> **TASK REQUIREMENTS**: Instruction for the data below: set down exactly the lines from the line with "filename src/main.rs" to the line with "let speedup = baseline.elapsed.as_secs_f64()", inclusive, and no others.
===== SOURCE RECORDS =====
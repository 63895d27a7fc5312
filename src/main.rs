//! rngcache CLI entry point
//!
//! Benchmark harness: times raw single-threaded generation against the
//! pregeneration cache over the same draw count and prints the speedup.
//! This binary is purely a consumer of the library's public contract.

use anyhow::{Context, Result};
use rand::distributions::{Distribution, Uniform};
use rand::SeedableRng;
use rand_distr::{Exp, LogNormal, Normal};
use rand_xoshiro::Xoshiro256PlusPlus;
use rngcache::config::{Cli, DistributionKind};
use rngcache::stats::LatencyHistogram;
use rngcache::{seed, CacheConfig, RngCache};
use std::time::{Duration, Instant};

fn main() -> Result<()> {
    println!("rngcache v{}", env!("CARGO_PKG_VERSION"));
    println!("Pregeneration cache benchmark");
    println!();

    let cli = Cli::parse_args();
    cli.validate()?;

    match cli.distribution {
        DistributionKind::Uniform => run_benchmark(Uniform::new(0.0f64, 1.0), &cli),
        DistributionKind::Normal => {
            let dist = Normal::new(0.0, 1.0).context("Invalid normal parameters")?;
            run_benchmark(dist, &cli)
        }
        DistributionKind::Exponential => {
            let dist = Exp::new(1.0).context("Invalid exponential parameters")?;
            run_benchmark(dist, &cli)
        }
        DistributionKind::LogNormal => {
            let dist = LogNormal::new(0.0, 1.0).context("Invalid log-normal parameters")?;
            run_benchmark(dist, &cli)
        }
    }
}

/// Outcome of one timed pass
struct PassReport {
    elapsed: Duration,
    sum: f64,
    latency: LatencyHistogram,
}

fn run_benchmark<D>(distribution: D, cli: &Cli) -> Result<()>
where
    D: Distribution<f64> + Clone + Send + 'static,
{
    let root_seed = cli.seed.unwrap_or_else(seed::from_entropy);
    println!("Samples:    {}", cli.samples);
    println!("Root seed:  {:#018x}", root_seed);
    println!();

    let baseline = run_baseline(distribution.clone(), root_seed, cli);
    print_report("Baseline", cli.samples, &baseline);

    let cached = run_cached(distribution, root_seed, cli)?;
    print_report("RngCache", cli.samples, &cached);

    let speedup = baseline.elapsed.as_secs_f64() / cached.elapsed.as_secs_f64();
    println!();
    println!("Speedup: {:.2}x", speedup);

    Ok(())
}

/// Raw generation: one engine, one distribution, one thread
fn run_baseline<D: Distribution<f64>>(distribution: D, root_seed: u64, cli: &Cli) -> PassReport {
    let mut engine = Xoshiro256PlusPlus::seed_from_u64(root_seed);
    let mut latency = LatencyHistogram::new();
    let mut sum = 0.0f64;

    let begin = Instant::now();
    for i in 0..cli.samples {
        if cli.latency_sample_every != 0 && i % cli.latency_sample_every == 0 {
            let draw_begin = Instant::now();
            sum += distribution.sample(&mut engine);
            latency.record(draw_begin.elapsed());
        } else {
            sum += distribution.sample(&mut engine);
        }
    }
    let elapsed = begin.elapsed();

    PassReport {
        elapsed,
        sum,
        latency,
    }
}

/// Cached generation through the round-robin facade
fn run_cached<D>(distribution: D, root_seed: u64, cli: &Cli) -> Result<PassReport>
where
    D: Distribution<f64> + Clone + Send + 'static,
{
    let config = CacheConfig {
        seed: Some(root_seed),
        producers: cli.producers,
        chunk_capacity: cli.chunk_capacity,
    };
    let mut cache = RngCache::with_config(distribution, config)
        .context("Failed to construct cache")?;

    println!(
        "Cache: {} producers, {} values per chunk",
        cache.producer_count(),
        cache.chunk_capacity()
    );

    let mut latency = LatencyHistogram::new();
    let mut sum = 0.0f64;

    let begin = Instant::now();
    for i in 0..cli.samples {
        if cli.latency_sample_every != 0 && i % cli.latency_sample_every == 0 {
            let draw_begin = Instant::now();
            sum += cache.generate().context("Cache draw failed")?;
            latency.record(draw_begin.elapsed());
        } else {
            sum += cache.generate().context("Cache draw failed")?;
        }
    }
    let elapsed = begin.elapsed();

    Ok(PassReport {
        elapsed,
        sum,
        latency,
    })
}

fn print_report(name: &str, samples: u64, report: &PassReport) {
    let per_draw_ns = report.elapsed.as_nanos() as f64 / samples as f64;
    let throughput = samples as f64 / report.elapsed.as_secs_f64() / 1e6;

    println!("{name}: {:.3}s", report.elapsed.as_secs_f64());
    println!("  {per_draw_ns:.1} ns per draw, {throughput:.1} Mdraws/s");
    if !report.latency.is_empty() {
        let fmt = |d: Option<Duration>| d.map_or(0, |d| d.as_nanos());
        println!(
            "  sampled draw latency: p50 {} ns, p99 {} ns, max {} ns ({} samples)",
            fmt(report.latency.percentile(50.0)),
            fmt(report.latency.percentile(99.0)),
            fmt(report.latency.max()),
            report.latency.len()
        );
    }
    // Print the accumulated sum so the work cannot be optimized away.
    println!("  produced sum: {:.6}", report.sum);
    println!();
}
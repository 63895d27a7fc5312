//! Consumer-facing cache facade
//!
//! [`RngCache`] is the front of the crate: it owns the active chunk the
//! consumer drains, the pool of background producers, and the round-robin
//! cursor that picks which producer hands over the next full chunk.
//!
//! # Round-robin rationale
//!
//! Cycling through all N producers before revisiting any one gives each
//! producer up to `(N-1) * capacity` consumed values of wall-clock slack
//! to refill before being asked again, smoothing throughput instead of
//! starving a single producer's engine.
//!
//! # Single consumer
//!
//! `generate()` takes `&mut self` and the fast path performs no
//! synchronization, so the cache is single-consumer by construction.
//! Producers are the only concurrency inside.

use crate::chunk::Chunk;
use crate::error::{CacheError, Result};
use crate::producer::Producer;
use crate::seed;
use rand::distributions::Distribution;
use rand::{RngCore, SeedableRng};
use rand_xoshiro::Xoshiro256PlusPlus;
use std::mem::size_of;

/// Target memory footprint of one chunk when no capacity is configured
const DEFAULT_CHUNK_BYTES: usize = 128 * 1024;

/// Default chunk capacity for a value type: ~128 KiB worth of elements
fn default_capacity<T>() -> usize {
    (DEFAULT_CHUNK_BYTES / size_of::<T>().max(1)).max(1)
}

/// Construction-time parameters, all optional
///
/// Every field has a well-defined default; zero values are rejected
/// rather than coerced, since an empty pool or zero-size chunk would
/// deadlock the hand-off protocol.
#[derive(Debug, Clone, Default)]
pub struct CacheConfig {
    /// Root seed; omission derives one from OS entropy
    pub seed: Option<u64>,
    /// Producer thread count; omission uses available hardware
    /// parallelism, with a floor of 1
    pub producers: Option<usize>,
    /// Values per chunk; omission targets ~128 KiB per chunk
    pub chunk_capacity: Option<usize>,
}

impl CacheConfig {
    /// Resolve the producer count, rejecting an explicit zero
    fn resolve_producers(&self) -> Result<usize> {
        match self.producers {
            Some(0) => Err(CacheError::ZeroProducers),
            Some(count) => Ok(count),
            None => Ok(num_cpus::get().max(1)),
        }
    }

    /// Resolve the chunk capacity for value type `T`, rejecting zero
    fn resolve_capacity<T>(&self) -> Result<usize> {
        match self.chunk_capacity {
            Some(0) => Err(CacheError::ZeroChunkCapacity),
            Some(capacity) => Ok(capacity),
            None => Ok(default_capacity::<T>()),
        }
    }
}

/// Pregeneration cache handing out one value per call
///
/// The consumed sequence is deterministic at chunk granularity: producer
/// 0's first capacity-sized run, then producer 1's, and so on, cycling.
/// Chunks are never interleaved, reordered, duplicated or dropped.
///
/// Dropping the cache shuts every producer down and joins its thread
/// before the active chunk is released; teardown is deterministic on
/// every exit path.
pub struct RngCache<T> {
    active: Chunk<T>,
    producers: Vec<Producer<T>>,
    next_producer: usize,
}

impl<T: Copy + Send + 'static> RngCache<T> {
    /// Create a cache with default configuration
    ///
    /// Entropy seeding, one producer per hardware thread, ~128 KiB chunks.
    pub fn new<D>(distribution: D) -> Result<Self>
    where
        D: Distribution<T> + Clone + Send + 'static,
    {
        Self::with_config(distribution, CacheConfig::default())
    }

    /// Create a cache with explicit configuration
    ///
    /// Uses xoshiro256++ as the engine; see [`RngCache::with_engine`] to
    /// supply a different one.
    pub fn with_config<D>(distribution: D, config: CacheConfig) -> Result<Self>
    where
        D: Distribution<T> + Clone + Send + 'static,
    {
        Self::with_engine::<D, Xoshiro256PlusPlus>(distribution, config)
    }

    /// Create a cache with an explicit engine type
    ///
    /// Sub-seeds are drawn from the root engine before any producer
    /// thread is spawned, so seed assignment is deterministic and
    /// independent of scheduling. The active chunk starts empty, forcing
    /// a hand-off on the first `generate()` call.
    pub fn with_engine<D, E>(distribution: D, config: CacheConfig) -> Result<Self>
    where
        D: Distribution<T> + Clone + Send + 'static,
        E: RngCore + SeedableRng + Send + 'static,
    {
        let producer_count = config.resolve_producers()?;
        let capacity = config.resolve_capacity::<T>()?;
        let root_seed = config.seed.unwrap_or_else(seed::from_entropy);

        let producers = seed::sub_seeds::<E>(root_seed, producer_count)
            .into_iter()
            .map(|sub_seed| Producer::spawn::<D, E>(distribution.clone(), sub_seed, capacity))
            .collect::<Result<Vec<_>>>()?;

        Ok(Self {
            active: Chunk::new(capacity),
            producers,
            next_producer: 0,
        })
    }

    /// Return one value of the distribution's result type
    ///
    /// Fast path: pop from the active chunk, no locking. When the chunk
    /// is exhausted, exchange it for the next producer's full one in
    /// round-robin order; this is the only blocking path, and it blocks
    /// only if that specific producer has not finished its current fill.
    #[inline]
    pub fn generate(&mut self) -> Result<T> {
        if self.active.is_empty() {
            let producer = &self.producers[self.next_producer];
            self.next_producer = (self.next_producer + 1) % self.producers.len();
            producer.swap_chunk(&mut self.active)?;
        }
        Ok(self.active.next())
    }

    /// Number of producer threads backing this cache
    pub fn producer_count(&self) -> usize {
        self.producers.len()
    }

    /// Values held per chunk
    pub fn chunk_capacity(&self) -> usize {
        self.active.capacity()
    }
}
=====
> **YOUR RESPONSE**:
filename src/main.rs
//! rngcache CLI entry point
//!
//! Benchmark harness: times raw single-threaded generation against the
//! pregeneration cache over the same draw count and prints the speedup.
//! This binary is purely a consumer of the library's public contract.

use anyhow::{Context, Result};
use rand::distributions::{Distribution, Uniform};
use rand::SeedableRng;
use rand_distr::{Exp, LogNormal, Normal};
use rand_xoshiro::Xoshiro256PlusPlus;
use rngcache::config::{Cli, DistributionKind};
use rngcache::stats::LatencyHistogram;
use rngcache::{seed, CacheConfig, RngCache};
use std::time::{Duration, Instant};

fn main() -> Result<()> {
    println!("rngcache v{}", env!("CARGO_PKG_VERSION"));
    println!("Pregeneration cache benchmark");
    println!();

    let cli = Cli::parse_args();
    cli.validate()?;

    match cli.distribution {
        DistributionKind::Uniform => run_benchmark(Uniform::new(0.0f64, 1.0), &cli),
        DistributionKind::Normal => {
            let dist = Normal::new(0.0, 1.0).context("Invalid normal parameters")?;
            run_benchmark(dist, &cli)
        }
        DistributionKind::Exponential => {
            let dist = Exp::new(1.0).context("Invalid exponential parameters")?;
            run_benchmark(dist, &cli)
        }
        DistributionKind::LogNormal => {
            let dist = LogNormal::new(0.0, 1.0).context("Invalid log-normal parameters")?;
            run_benchmark(dist, &cli)
        }
    }
}

/// Outcome of one timed pass
struct PassReport {
    elapsed: Duration,
    sum: f64,
    latency: LatencyHistogram,
}

fn run_benchmark<D>(distribution: D, cli: &Cli) -> Result<()>
where
    D: Distribution<f64> + Clone + Send + 'static,
{
    let root_seed = cli.seed.unwrap_or_else(seed::from_entropy);
    println!("Samples:    {}", cli.samples);
    println!("Root seed:  {:#018x}", root_seed);
    println!();

    let baseline = run_baseline(distribution.clone(), root_seed, cli);
    print_report("Baseline", cli.samples, &baseline);

    let cached = run_cached(distribution, root_seed, cli)?;
    print_report("RngCache", cli.samples, &cached);

    let speedup = baseline.elapsed.as_secs_f64() / cached.elapsed.as_secs_f64();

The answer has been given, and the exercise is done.